▸ **Task directions**
Where a line of the data below has the string "ChangeAction", copy that line.

▸ **Data to examine**
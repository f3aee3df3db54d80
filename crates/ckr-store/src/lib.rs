//! CKR Feedback Queue Store
//!
//! Append-only persistence of feedback requests with filtered,
//! cursor-paginated retrieval. Rows are never deleted: terminal requests are
//! retained forever as the audit trail of the review queue.
//!
//! Listing is ordered by descending id (most recent first); the cursor token
//! is the last-seen id. The two canonical views, "pending LLM review" and
//! "awaiting human review", are criteria constructors over the same slice
//! query.
//!
//! The [`FeedbackStore`] trait is async so persistent backends can block;
//! [`InMemoryFeedbackStore`] is the reference implementation and the test
//! harness default.

pub mod criteria;
pub mod error;
pub mod memory;
pub mod store;

pub use criteria::{Slice, SliceCriteria};
pub use error::StoreError;
pub use memory::InMemoryFeedbackStore;
pub use store::FeedbackStore;
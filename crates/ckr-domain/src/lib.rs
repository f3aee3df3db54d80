//! CKR Domain Model
//!
//! The invariant-bearing core of the convention knowledge review workflow:
//!
//! - **Feedback aggregate**: a queued proposal to add, modify, or delete a piece
//!   of convention knowledge, moved only through sanctioned transitions
//! - **Review state machine**: the legal status graph for a feedback request
//! - **Risk policy**: the pure classification that decides whether a proposal
//!   may auto-merge after LLM approval or needs a human sign-off
//!
//! # Status graph
//!
//! ```text
//! PENDING ─ llmApprove ──→ LLM_APPROVED ─ merge (SAFE) ──────────→ MERGED
//!    │                          │
//!    │ llmReject                │ humanApprove (MEDIUM/HIGH)
//!    ↓                          ↓
//! LLM_REJECTED            HUMAN_APPROVED ─ merge ────────────────→ MERGED
//!                               │
//!                (humanReject)  ↓
//!                         HUMAN_REJECTED
//! ```
//!
//! Everything here is pure and synchronous; persistence and collaborator I/O
//! live in the sibling crates.

pub mod error;
pub mod ids;
pub mod request;
pub mod risk;
pub mod state_machine;
pub mod types;

pub use error::{RequestError, TransitionError};
pub use ids::FeedbackId;
pub use request::FeedbackRequest;
pub use risk::classify;
pub use types::{ChangeAction, ReviewAction, ReviewStatus, RiskLevel, TargetKind};

/// Version of this crate
pub const VERSION: &str = env!("CARGO_PKG_VERSION");
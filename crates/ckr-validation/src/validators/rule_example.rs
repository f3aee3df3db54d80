//! Rule example payload validation.
//!
//! - Add: parent `CodingRule` must exist
//! - Modify/Delete: the `RuleExample` must exist

use crate::error::PayloadError;
use crate::lookup::KnowledgeDirectory;
use crate::schema::{self, AddRuleExample, ModifyRuleExample};
use crate::validator::PayloadValidator;
use async_trait::async_trait;
use ckr_domain::ids::{CodingRuleId, RuleExampleId};
use ckr_domain::{ChangeAction, TargetKind};
use std::sync::Arc;

/// Validator for `RULE_EXAMPLE` feedback
pub struct RuleExampleValidator {
    directory: Arc<dyn KnowledgeDirectory>,
}

impl RuleExampleValidator {
    /// Validator over the given directory
    #[must_use]
    pub fn new(directory: Arc<dyn KnowledgeDirectory>) -> Self {
        Self { directory }
    }

    async fn validate_add(&self, payload: &str) -> Result<(), PayloadError> {
        let add: AddRuleExample = schema::parse(payload)?;
        if !self.directory.coding_rule_exists(add.rule_id).await? {
            return Err(PayloadError::ParentNotFound {
                parent: "CodingRule",
                id: add.rule_id.value(),
            });
        }
        Ok(())
    }

    async fn validate_modify(
        &self,
        target_id: Option<u64>,
        payload: &str,
    ) -> Result<(), PayloadError> {
        let _parsed: ModifyRuleExample = schema::parse(payload)?;
        let id = target_id.ok_or(PayloadError::TargetIdRequired)?;
        if !self.directory.rule_example_exists(RuleExampleId(id)).await? {
            return Err(PayloadError::ModifyTargetNotFound {
                kind: TargetKind::RuleExample,
                id,
            });
        }
        Ok(())
    }

    async fn validate_delete(&self, target_id: Option<u64>) -> Result<(), PayloadError> {
        let id = target_id.ok_or(PayloadError::TargetIdRequired)?;
        if !self.directory.rule_example_exists(RuleExampleId(id)).await? {
            return Err(PayloadError::DeleteTargetNotFound {
                kind: TargetKind::RuleExample,
                id,
            });
        }
        Ok(())
    }
}

#[async_trait]
impl PayloadValidator for RuleExampleValidator {
    fn target_kind(&self) -> TargetKind {
        TargetKind::RuleExample
    }

    async fn validate(
        &self,
        action: ChangeAction,
        target_id: Option<u64>,
        payload: &str,
    ) -> Result<(), PayloadError> {
        match action {
            ChangeAction::Add => self.validate_add(payload).await,
            ChangeAction::Modify => self.validate_modify(target_id, payload).await,
            ChangeAction::Delete => self.validate_delete(target_id).await,
        }
    }
}
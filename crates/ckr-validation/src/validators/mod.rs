//! Concrete per-kind validators.
//!
//! Each follows the same shape: parse under the kind's schema, then confirm
//! the referenced parent (add) or target (modify/delete) exists. Missing
//! references surface the pinned messages from [`crate::error::PayloadError`].

mod checklist_item;
mod class_template;
mod coding_rule;
mod rule_example;

pub use arch_unit_test::ArchUnitTestValidator;
pub use checklist_item::ChecklistItemValidator;
pub use class_template::ClassTemplateValidator;
pub use coding_rule::CodingRuleValidator;
pub use rule_example::RuleExampleValidator;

▸ **Reply**
pub use types::{ChangeAction, ReviewAction, ReviewStatus, RiskLevel, TargetKind};
use ckr_domain::{ChangeAction, TargetKind};
        action: ChangeAction,
            ChangeAction::Add => self.validate_add(payload).await,
            ChangeAction::Modify => self.validate_modify(target_id, payload).await,
            ChangeAction::Delete => self.validate_delete(target_id).await,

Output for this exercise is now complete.